Activity: Look through the lines of the material and count those containing "token". Give that count alone.

Exercise inputs:
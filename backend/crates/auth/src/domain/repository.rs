//! Repository Traits
//!
//! Interfaces for data persistence. Implementation is in infrastructure layer.

use crate::domain::entity::{
    account::Account, session::Session, user::User, verification::Verification,
};
use crate::domain::value_object::email::Email;
use crate::error::AuthResult;
use kernel::id::UserId;

/// User repository trait
#[trait_variant::make(UserRepository: Send)]
pub trait LocalUserRepository {
    /// Create a new user
    async fn create(&self, user: &User) -> AuthResult<()>;

    /// Find user by ID
    async fn find_by_id(&self, user_id: &UserId) -> AuthResult<Option<User>>;

    /// Find user by email
    async fn find_by_email(&self, email: &Email) -> AuthResult<Option<User>>;

    /// Check if an email is already registered
    async fn exists_by_email(&self, email: &Email) -> AuthResult<bool>;

    /// Update user
    async fn update(&self, user: &User) -> AuthResult<()>;

    /// Delete user (sessions and accounts cascade)
    async fn delete(&self, user_id: &UserId) -> AuthResult<()>;
}

/// Account repository trait
#[trait_variant::make(AccountRepository: Send)]
pub trait LocalAccountRepository {
    /// Create an account
    async fn create(&self, account: &Account) -> AuthResult<()>;

    /// Find the credential account for a user
    async fn find_credential_by_user_id(&self, user_id: &UserId) -> AuthResult<Option<Account>>;

    /// Update an account (e.g. password change)
    async fn update(&self, account: &Account) -> AuthResult<()>;
}

/// Session repository trait
#[trait_variant::make(SessionRepository: Send)]
pub trait LocalSessionRepository {
    /// Create a new session
    async fn create(&self, session: &Session) -> AuthResult<()>;

    /// Find session by its token
    async fn find_by_token(&self, token: &str) -> AuthResult<Option<Session>>;

    /// Update session (expiry extension)
    async fn update(&self, session: &Session) -> AuthResult<()>;

    /// Delete a session by token
    async fn delete_by_token(&self, token: &str) -> AuthResult<()>;

    /// Delete all sessions for a user, returning how many were removed
    async fn delete_all_for_user(&self, user_id: &UserId) -> AuthResult<u64>;

    /// Clean up expired sessions
    async fn cleanup_expired(&self) -> AuthResult<u64>;
}

/// Verification repository trait
#[trait_variant::make(VerificationRepository: Send)]
pub trait LocalVerificationRepository {
    /// Create a verification record
    async fn create(&self, verification: &Verification) -> AuthResult<()>;

    /// Find a verification by its secret value
    async fn find_by_value(&self, value: &str) -> AuthResult<Option<Verification>>;

    /// Delete a verification (consume)
    async fn delete(&self, value: &str) -> AuthResult<()>;

    /// Clean up expired verifications
    async fn cleanup_expired(&self) -> AuthResult<u64>;
}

Completed task: 4